─── Provided entries ───
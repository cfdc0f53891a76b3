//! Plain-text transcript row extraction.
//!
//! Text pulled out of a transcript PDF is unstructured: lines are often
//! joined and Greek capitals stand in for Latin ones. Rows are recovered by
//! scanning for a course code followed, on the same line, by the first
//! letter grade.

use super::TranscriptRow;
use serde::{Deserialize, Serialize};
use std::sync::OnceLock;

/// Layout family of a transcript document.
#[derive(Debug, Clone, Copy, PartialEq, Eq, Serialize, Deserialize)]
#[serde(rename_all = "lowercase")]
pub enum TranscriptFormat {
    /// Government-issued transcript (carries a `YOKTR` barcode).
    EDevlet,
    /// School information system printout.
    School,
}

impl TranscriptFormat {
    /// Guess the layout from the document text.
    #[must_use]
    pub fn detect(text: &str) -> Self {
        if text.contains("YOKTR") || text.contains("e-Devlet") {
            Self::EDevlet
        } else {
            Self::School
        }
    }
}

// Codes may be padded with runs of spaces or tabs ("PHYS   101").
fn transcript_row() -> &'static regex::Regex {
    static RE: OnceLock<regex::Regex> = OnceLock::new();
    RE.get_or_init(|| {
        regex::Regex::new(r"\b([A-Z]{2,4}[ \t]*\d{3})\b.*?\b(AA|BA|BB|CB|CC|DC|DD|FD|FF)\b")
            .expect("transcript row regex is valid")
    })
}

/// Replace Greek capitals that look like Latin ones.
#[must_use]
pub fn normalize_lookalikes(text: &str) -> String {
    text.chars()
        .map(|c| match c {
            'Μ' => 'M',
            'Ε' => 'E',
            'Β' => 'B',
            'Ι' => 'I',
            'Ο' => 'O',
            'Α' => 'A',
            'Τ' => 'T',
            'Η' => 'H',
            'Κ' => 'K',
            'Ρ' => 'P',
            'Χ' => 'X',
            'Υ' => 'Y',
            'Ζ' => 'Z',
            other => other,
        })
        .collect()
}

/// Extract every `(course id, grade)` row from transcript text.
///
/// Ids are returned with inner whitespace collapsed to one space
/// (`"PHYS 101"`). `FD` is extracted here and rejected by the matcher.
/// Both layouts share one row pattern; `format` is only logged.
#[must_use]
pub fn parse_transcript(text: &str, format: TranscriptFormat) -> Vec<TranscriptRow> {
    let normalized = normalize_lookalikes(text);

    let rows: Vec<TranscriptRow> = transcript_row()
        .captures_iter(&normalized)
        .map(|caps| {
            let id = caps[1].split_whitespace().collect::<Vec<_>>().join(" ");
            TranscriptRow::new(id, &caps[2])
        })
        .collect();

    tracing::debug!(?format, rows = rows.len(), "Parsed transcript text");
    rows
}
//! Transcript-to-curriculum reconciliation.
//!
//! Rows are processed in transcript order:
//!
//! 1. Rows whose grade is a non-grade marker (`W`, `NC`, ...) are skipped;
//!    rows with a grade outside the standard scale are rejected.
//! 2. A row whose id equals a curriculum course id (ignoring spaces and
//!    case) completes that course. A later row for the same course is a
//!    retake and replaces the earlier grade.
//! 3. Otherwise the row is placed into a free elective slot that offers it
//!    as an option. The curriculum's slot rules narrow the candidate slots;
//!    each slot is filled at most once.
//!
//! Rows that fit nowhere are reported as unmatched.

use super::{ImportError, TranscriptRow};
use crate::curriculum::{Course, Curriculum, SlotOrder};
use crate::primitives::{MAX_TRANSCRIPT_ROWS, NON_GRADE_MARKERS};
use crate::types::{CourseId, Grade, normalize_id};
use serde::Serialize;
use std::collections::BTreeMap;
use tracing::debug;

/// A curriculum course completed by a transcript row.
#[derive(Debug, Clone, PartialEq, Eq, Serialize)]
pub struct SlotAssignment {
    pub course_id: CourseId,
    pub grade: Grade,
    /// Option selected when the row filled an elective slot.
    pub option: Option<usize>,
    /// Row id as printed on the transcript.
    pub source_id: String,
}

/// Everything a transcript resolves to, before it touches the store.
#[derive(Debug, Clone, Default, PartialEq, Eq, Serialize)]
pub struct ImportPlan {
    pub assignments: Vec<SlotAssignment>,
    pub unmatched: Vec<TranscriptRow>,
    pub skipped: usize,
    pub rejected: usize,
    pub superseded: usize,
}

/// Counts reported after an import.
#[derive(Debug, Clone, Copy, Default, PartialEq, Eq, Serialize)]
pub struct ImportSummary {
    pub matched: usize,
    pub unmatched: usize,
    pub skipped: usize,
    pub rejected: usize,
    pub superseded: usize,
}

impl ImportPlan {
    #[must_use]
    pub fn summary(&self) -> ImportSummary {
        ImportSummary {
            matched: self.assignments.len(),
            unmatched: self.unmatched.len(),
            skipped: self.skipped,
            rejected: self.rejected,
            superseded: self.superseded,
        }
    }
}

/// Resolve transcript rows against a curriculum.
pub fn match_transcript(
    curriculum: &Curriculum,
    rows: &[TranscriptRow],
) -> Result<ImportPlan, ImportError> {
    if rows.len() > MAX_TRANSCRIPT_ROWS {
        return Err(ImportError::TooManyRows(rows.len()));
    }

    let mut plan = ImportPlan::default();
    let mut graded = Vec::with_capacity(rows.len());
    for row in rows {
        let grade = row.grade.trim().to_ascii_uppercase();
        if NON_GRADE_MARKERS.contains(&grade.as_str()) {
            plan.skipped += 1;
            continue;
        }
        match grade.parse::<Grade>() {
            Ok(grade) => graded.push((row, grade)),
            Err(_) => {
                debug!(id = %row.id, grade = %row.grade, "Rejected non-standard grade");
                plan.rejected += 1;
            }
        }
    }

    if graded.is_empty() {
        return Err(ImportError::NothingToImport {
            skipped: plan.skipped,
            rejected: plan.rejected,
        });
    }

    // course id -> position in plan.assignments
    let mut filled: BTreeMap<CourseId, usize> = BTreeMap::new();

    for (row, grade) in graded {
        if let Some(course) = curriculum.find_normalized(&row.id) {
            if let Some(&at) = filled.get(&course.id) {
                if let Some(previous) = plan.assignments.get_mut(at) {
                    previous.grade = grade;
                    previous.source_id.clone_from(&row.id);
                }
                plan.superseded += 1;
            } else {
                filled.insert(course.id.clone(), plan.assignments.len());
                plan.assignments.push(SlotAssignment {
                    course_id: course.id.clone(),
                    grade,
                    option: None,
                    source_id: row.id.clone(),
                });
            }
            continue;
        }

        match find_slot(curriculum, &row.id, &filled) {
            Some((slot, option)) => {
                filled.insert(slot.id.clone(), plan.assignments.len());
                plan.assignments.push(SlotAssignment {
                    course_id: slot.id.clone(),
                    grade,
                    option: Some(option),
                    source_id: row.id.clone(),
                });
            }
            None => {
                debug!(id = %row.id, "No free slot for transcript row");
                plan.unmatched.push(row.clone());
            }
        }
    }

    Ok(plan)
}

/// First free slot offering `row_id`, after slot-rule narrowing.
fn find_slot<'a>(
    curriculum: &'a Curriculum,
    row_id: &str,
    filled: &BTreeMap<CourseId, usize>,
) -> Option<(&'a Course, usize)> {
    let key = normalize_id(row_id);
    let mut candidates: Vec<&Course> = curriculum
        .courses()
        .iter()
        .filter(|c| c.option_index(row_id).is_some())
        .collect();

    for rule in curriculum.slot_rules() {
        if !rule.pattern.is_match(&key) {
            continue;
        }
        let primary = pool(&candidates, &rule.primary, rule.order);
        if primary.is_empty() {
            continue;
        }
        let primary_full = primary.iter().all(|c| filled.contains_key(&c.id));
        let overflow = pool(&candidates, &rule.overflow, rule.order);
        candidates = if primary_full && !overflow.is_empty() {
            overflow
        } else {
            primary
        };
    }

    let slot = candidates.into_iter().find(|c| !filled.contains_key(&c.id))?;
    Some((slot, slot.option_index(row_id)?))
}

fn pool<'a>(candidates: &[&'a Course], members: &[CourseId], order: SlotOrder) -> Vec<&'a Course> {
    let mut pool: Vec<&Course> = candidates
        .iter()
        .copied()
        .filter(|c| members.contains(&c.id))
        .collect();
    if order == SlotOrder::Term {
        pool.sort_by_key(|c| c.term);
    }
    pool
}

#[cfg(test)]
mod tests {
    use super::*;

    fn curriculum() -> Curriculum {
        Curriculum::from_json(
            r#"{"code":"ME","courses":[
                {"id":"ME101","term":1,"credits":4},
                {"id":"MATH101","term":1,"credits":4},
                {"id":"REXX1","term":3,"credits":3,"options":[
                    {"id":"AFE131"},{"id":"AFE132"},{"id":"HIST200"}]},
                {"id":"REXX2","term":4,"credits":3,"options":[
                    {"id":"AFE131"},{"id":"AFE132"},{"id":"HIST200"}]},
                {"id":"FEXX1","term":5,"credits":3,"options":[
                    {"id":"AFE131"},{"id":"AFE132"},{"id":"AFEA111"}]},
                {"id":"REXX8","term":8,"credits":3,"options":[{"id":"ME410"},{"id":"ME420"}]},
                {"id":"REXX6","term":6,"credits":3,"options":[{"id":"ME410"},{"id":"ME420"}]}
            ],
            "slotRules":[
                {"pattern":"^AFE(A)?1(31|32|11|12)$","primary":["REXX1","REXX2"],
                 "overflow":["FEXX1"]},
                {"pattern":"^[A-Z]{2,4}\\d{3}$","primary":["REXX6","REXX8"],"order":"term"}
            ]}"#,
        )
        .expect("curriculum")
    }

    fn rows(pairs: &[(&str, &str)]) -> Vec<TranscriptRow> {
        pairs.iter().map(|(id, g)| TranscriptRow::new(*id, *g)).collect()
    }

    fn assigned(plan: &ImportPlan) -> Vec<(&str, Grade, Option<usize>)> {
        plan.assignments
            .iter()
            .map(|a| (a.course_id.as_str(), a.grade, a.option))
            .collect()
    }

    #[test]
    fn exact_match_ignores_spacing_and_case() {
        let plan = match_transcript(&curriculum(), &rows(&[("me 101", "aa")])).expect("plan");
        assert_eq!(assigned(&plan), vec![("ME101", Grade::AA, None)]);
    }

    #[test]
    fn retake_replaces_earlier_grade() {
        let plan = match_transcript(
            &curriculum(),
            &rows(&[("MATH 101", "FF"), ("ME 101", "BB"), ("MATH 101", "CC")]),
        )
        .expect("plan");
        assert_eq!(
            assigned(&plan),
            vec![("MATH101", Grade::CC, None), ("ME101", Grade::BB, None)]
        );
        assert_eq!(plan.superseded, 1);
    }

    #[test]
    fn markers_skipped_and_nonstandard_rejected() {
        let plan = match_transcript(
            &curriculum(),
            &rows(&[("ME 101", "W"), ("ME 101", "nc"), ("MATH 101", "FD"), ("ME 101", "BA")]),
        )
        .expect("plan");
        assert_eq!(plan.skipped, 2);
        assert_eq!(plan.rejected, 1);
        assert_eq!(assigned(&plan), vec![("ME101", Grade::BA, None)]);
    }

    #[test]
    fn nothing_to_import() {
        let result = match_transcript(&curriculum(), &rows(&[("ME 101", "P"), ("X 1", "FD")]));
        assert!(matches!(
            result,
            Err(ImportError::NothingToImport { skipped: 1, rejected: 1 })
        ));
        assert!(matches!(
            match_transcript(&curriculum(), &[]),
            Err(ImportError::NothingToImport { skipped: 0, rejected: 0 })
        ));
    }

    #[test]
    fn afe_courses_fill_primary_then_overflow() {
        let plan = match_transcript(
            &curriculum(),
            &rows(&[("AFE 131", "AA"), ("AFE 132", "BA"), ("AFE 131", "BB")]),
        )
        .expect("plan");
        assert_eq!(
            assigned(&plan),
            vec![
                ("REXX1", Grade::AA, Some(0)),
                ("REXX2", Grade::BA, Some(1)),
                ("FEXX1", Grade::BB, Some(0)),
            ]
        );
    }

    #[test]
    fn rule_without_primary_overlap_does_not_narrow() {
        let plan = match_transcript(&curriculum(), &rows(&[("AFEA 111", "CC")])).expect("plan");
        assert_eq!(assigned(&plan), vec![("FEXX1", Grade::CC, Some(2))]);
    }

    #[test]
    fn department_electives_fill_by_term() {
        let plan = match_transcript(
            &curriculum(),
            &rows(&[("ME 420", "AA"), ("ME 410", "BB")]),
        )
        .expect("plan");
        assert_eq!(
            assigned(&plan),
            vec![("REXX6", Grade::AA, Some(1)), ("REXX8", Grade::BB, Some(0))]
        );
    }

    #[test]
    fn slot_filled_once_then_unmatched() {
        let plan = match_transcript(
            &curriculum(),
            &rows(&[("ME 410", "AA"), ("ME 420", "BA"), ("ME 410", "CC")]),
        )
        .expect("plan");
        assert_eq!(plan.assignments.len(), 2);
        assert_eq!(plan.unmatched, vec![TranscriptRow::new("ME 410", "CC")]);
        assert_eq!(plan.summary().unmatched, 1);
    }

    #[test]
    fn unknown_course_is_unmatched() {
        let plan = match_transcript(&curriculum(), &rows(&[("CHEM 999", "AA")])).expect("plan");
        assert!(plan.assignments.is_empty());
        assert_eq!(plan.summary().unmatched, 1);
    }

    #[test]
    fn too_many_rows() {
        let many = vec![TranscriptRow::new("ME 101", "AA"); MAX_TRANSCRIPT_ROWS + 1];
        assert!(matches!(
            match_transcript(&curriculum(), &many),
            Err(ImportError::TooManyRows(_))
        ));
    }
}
───
**Instructions to follow**: Only the count, nothing else: how many lines of the records hold the word "candidates"?

**Written answer**: 7